A poll in the New York City mayoral race released on Monday shows state representative Zohran Mamdani, the Democratic nominee, with a double-digit lead in a three-way race against independent, former Democratic governor Andrew Cuomo and the Republican nominee Curtis Sliwa.
The AARP/Gotham poll of 1,040 likely voters shows Mamdani leading with 43.2% of the vote against Cuomo’s 28.9% and Sliwa’s 19.4%. But those margins would tighten considerably if either of the trailing candidates were to drop out of the race.

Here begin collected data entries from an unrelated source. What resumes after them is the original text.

fn score_lines(summary: &ScoreSummary) -> Vec<Line<'static>> {
    let band = summary.grade();
    vec![
        Line::from(vec![
            Theme::label_span("Grade: "),
            Span::styled(band.grade, Theme::bold_in(band.color)),
        ]),
        Line::from(Span::styled(band.message, Theme::bold_in(band.color))),
        Line::default(),
        Line::from(vec![
            Theme::label_span("Correct: "),
            Span::styled(summary.correct.to_string(), Theme::success()),
        ]),
        Line::from(vec![
            Theme::label_span("Wrong: "),
            Span::styled(summary.incorrect().to_string(), Theme::danger()),
        ]),
        Line::from(vec![
            Theme::label_span("Accuracy: "),
            Theme::span(format_percent(summary.accuracy)),
            Theme::span(format!(" of {}", pluralize("card", summary.total))),
        ]),
    ]
}

fn exit_spans() -> [Span<'static>; 4] {
    [
        Theme::key_chip("Esc"),
        Theme::span(" / "),
        Theme::key_chip("Ctrl+C"),
        Theme::span(" exit"),
    ]
}

fn instructions_text(app: &QuizApp) -> Vec<Line<'static>> {
    let mut line = Vec::new();
    let view = app.controller.view();

    if app.pending {
        line.push(Theme::span("Generating flashcards"));
    } else {
        match (view.phase, view.card) {
            (Phase::InProgress, Some(card)) => {
                line.extend(card_instructions(card, view.card_state));
            }
            (Phase::Finished, _) => {
                line.push(Theme::key_chip("R"));
                line.push(Theme::span(" new session"));
            }
            _ => {
                line.push(Theme::key_chip("G"));
                line.push(Theme::span(if app.last_error.is_some() {
                    " try again"
                } else {
                    " generate"
                }));
            }
        }
    }
    line.push(Theme::bullet());
    line.extend(exit_spans());
    vec![Line::from(line)]
}

fn card_instructions(card: &Card, state: &CardSubState) -> Vec<Span<'static>> {
    let next_keys = |label: &'static str| {
        vec![
            Theme::key_chip("Space"),
            Theme::span(" or "),
            Theme::key_chip("Enter"),
            Theme::span(label),
        ]
    };

    if let Some(choices) = card.choices() {
        if !state.has_answered() {
            let mut spans = vec![
                Theme::key_chip(format!("1-{}", choices.len())),
                Theme::span(" choose"),
            ];
            if is_true_false(card) {
                spans.push(Theme::bullet());
                spans.push(Theme::key_chip("T"));
                spans.push(Theme::span(" / "));
                spans.push(Theme::key_chip("F"));
                spans.push(Theme::span(" answer"));
            }
            spans
        } else if !state.is_flipped() {
            next_keys(" show answer")
        } else {
            next_keys(" next card")
        }
    } else if !state.is_flipped() {
        next_keys(" show answer")
    } else {
        vec![
            Theme::key_chip("K"),
            Span::styled(" Knew it", Theme::success()),
            Theme::bullet(),
            Theme::key_chip("N"),
            Span::styled(" Didn't know", Theme::danger()),
        ]
    }
}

“In a head-to-head scenario between Mamdani and Cuomo, Mamdani leads 44.6% to 40.7%, with nearly 15% undecided,” AARP stated. “If Cuomo were to drop out instead, Sliwa’s support would jump 10 points from August, reaching 31.5%.”
In that scenario, the poll shows Mamdani with 46.8% of the vote and 21.8% undecided. The poll has a margin of error of plus or minus four percentage points.
The Sliwa campaign told JNS that the poll “might as well have been paid for and printed at Cuomo headquarters with his logo on it.”
“Even with questions slanted in his favor, it still confirms what New Yorkers know: Curtis Sliwa’s campaign is surging and our voters are not going anywhere,” Daniel Kurzyna, spokesman for Sliwa told JNS.
“Curtis is not dropping out,” he added. “Andrew Cuomo already lost, resigned in disgrace to avoid impeachment and empowered the radical left that gave us Zohran Mamdani.”
The Cuomo campaign touted the race as a “dead heat” between the former governor and the assemblyman if Sliwa were to drop out, citing the 10-point swing in the head-to-head match up since AARP/Gotham’s poll in late August.
“As New Yorkers see this reality, they’ll discard the spoiler Curtis Sliwa and rally behind Cuomo to save the city,” the Cuomo campaign stated. “Voters don’t buy Mamdani’s divisive, extreme politics or believe that a 34-year-old, who’s never held a real job, is ready to run the greatest city in the world.”
Only twice has Mamdani cracked 50% in general election polling, with many voters likely alienated by his left-wing policy positions, including calling for government-run grocery stores and free buses, as well as his staunch opposition to Israel in a city that is home to about a million Jews.
Among other anti-Israel statements, Mamdani has said that he would have Israeli Prime Minister Benjamin Netanyahu arrested should the premier come to New York City and has accused the Jewish state of committing “genocide” in Gaza.